# Xbox 360 tops charts as US game sales drop 1% in July - NPD



## Moonfly (Aug 1, 2008)

Microsoft's console beats Wii and DS during virtually flat month; NCAA Football 11, Crackdown 2, Super Mario Galaxy 2 head up software top 10. 










Many analysts predicting another steep decline in July US game industry sales got a pleasant surprise today, when NPD reported that revenues were virtually flat year-over-year. For the period running from July 4 to July 31, combined US sales of non-PC game software, hardware, and accessories sank just 1 percent to $846.5 million. 

 The new slimline Xbox 360 is outshining its bigger brother at retail.


The most robust sector was hardware, which actually saw a 12 percent increase versus the same reporting period last year, with a total of $313.8 million worth of consoles and handhelds sold. Unlike virtually every other month since Halo 3 launched in September 2007, the Xbox 360 was the top-selling platform, with 443,500 units sold. 

The introduction of the slimline Xbox 360--and the discounting of the older 360 models by $50--was a major factor in its sales surge, allowing it to beat the DS's 398,400-unit haul and the Wii's 253,900-unit total. In fourth was the PlayStation 3 with 214,500 units, followed by the PSP with just 84,000 units.

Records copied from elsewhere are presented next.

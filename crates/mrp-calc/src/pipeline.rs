//! Top-level planning entry point: wires C1–C9 into the single pipeline
//! the spec describes as "C1→C2 build structure; C3, C4 prepare horizon
//! and bucketed demand/supply; C5 orders items; C6+C7 drive the level
//! sweep; C8, C9 materialize outputs" (§2).

use mrp_core::{
    BomEdge, Diagnostics, EndingInventoryRow, EngineConfig, EngineError, ExpediteRow, HierarchyRow,
    InventorySnapshot, Item, ItemId, OpenPurchase, PurchaseRow, Result, SalesOrderLine, TransactionRow,
};
use std::collections::HashMap;

use crate::{
    aggregator, action_extractor, horizon_planner, item_master, level_assigner, propagator, reporting_assembler,
};

/// Everything a single planning run produces: the BOM hierarchy (C2), the
/// flattened plan transactions and ending-inventory summary (C9), the
/// derived expedite/purchase actions (C8), and the non-fatal diagnostics
/// accumulated along the way (§7).
#[derive(Debug, Clone)]
pub struct RunResult {
    pub bom_hierarchy: Vec<HierarchyRow>,
    /// `(parent_id, child_id)` edges excluded by the BOM Exploder because
    /// `child_id` was already an ancestor on the current path (§4.2).
    pub cycles: Vec<(ItemId, ItemId)>,
    pub transactions: Vec<TransactionRow>,
    pub ending_inventory: Vec<EndingInventoryRow>,
    pub expedites: Vec<ExpediteRow>,
    pub purchases: Vec<PurchaseRow>,
    pub diagnostics: Diagnostics,
}

/// Runs the full planning pipeline for one batch: BOM explosion, horizon
/// computation, demand/supply aggregation, level assignment, the
/// level-ordered MRP sweep, and action/report extraction.
///
/// `item_master_rows` must be non-empty (`EngineError::InputShape`
/// otherwise, §7). `selected_customers` scopes `sales_orders`; an empty
/// selection is a fatal `EngineError::EmptyCustomerSelection` (§6), not a
/// silent no-op.
#[tracing::instrument(skip_all)]
pub fn run(
    item_master_rows: Vec<Item>,
    bom_edges: &[BomEdge],
    sales_orders: &[SalesOrderLine],
    purchases: &[OpenPurchase],
    inventory: &[InventorySnapshot],
    selected_customers: &[String],
    config: &EngineConfig,
) -> Result<RunResult> {
    if item_master_rows.is_empty() {
        return Err(EngineError::InputShape("item_master is empty".to_string()));
    }

    let mut diagnostics = Diagnostics::new();

    // Load item master, resolving open question 1 (degenerate lead times).
    let items: HashMap<ItemId, Item> = item_master::load_items(item_master_rows, config, &mut diagnostics);

    // Scope to the caller-selected customers (§6); fatal if none chosen.
    let filtered_sales_orders = aggregator::filter_by_customers(sales_orders, selected_customers)?;

    // C1: BOM Graph Builder.
    let graph = mrp_bom::build_graph(bom_edges, &items, &mut diagnostics);

    // Top-level demanded items: distinct item ids referenced by the
    // filtered sales orders that exist in the item master, deduplicated
    // preserving first occurrence (§4.2).
    let mut top_ids: Vec<ItemId> = Vec::new();
    let mut seen_tops = std::collections::HashSet::new();
    for line in &filtered_sales_orders {
        if items.contains_key(&line.item_id) && seen_tops.insert(line.item_id) {
            top_ids.push(line.item_id);
        }
    }

    // C2: BOM Exploder.
    let explosion = mrp_bom::explode(&graph, &top_ids, &mut diagnostics);

    // C3: Horizon Planner.
    let max_lead_time = item_master::max_lead_time_days(&items);
    let horizon = horizon_planner::compute_horizon(
        &filtered_sales_orders,
        purchases,
        max_lead_time,
        config.horizon_lead_time_cap_days,
        config.degenerate_lead_time_default_days,
    );

    let Some(horizon) = horizon else {
        // No demand and no supply dates at all: nothing to plan.
        return Ok(RunResult {
            bom_hierarchy: explosion.rows,
            cycles: explosion.cycles,
            transactions: Vec::new(),
            ending_inventory: Vec::new(),
            expedites: Vec::new(),
            purchases: Vec::new(),
            diagnostics,
        });
    };

    // C4: Demand & Supply Aggregator.
    let (gross_req_init, sched_recv) =
        aggregator::aggregate(&filtered_sales_orders, purchases, &items, &horizon, &mut diagnostics);

    // C5: Level Assigner. `graph` itself still contains any cycle (C1
    // only filters by Output policy and sums duplicates); exclude the
    // closing edges the BOM Exploder's DFS (C2) already found so
    // relaxation here runs over a DAG, per the Level Assigner's contract.
    let levels = level_assigner::assign_levels(&graph, &top_ids, &explosion.cycles);
    let max_level = level_assigner::max_level(&levels);

    let on_hand: HashMap<ItemId, f64> = inventory.iter().map(|snap| (snap.item_id, snap.on_hand_qty)).collect();

    // C6 + C7: MRP Per-Item Planner driven by the Requirements Propagator.
    let plans = propagator::propagate(
        &graph,
        &items,
        &levels,
        max_level,
        gross_req_init,
        &sched_recv,
        &on_hand,
        &horizon,
        config,
    )?;

    // C8: Action Extractor.
    let (expedites, purchase_rows) = action_extractor::extract_actions(&plans, &items, &horizon, config);

    // C9: Reporting Assembler.
    let transactions = reporting_assembler::assemble_transactions(&plans, &horizon);
    let ending_inventory = reporting_assembler::assemble_ending_inventory(&plans);

    Ok(RunResult {
        bom_hierarchy: explosion.rows,
        cycles: explosion.cycles,
        transactions,
        ending_inventory,
        expedites,
        purchases: purchase_rows,
        diagnostics,
    })
}
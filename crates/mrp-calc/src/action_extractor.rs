//! Action Extractor (C8, spec §4.8).
//!
//! Derives expedite requests and future planned purchases for
//! Purchase-class items from completed per-item plans. Resolves open
//! question 2 (explicit `as_of_date` rather than the source's buggy
//! min-of-horizon convention) and open question 3 (a release clamped in
//! from before the horizon is always an expedite, never a purchase,
//! regardless of where `as_of_date` falls).

use mrp_core::{numeric, EngineConfig, ExpediteRow, Horizon, Item, ItemId, ItemPolicy, PerItemPlan, PurchaseRow};
use std::collections::HashMap;

/// Splits every positive planned release of a Purchase-class item into an
/// expedite row (release day already past `as_of_date`, or clamped in
/// from before the horizon) or a future purchase row, aggregating
/// purchase rows by `(item_id, placement_date)` per §4.8.
pub fn extract_actions(
    plans: &HashMap<ItemId, PerItemPlan>,
    items: &HashMap<ItemId, Item>,
    horizon: &Horizon,
    config: &EngineConfig,
) -> (Vec<ExpediteRow>, Vec<PurchaseRow>) {
    let as_of_date = config.resolved_as_of_date();
    let mut expedites = Vec::new();
    // (item_id, placement_date) -> (qty, expected_receipt_date)
    let mut purchases: HashMap<(ItemId, chrono::NaiveDate), (f64, chrono::NaiveDate)> = HashMap::new();

    for (&item_id, plan) in plans {
        let Some(item) = items.get(&item_id) else { continue };
        if item.policy != ItemPolicy::Purchase {
            continue;
        }

        for (d, &release) in plan.planned_release.iter().enumerate() {
            if !numeric::approx_positive(release, config.epsilon) {
                continue;
            }

            let release_date = horizon.date_at(d);
            let receipt_date = release_date + chrono::Duration::days(item.lead_time_days as i64);
            let clamped = d == 0 && plan.release_clamped_from_before_horizon;

            if clamped || release_date < as_of_date {
                expedites.push(ExpediteRow {
                    item_id,
                    required_date: receipt_date,
                    expedite_qty: release,
                });
            } else {
                let entry = purchases
                    .entry((item_id, release_date))
                    .or_insert((0.0, receipt_date));
                entry.0 += release;
            }
        }
    }

    let mut purchase_rows: Vec<PurchaseRow> = purchases
        .into_iter()
        .map(|((item_id, placement_date), (qty, expected_receipt_date))| PurchaseRow {
            item_id,
            purchase_qty: qty,
            placement_date,
            expected_receipt_date,
        })
        .collect();

    expedites.sort_by_key(|r| (r.required_date, r.item_id));
    purchase_rows.sort_by_key(|r| (r.placement_date, r.item_id));

    (expedites, purchase_rows)
}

Meanwhile, software sales were down 8 percent to $403.3 million for July. NPD's top 10 was dominated by Electronic Arts' NCAA Football 11, which took first place on the 360 with 368,000 units and second on the PS3 with 298,800 units. The 360-exclusive Crackdown 2 came in third with 208,800 units, followed by returning Wii favorite Super Mario Galaxy 2 with 193,000 units. Rounding out the top five was Lego Harry Potter: Years 1-4 with 141,700 units. 

 EA's NCAA Football 11 was the top scorer in July.


NPD no longer provides figures for the bottom half of its monthly top 10 chart, but the 360 edition of Red Dead Redemption managed to lasso sixth place, followed by the Wii iteration of Lego Harry Potter: Years 1-4. In seventh was Dragon Quest IX: Sentinels of the Starry Skies (DS), followed by New Super Mario Bros. Wii and Call of Duty: Modern Warfare 2 for the 360.

* XXXX 2010 US GAME SALES*

*OVERALL DOLLAR SALES*
Games: $$846.5 million (-1%)
Hardware: $313.8 million (+12%)
Software: $403.3 million (-8%)
Accessories: $129.3 million (-2%)

*HARDWARE SALES*
Xbox 360: 443,500
DS: 398,400
Wii: 253,900
PlayStation 3: 214,500
PSP: 84,000 

*TOP 10 GAMES (by SKU) *
Title / Platform / Publisher / Release Date / Units sold
1. NCAA Football 11 / 360 / Electronic Arts / July-10 / 368,000
2. NCAA Football 11 / PS3/ Electronic Arts / July-10 / 298,800
3. Crackdown 2 / 360 / Microsoft/ July-10 / 193,000 
4. Super Mario Galaxy 2 / Wii / Nintendo / May-10 / 193,000 
5. Lego Harry Potter: Years 1-4 / DS / Warner Bros. / Jun-10 / 141,700
6. Red Dead Redemption / 360 / Take-Two / May-10 / 
7. Lego Harry Potter: Years 1-4 / Wii / Warner Bros. / Jun-10 
8. Dragon Quest IX: Sentinels of the Starry Skies / DS / Square Enix / July-10 
9. New Super Mario Bros. Wii / Wii / Nintendo / Nov-09
10. Call of Duty: Modern Warfare 2 / 360 / Activision / Nov-09

Source: The NPD Group


----------



## Moonfly (Aug 1, 2008)

You know, console sales are all well and good, but I'd bet my right arm that if you discounted 360 owners replacing their older console for the new one, the story would be a much different one. This is probably a tactic of MS, and if anything it will probably help drive share prices up eh 

I might be cynical, but I doubt it.


----------



## Ares (Nov 23, 2009)

Your not cynical at all I was thinking the very same thing, but I'll take it a step further so that no one will think I'm biased let's take the Big 3 and start factoring in the trade-in factor, hardware failure which lead to repeat sales, and last but not least people returning a console for whatever reason. Then I think we can get a sense of the real numbers because I'm willing to bet my house that they don't remove a sale if the unit is returned. JMO


----------



## Moonfly (Aug 1, 2008)

Yeah I bet the figures are more out this gen that they have ever been. Iv never known it be so bad with failures and sku updates.


----------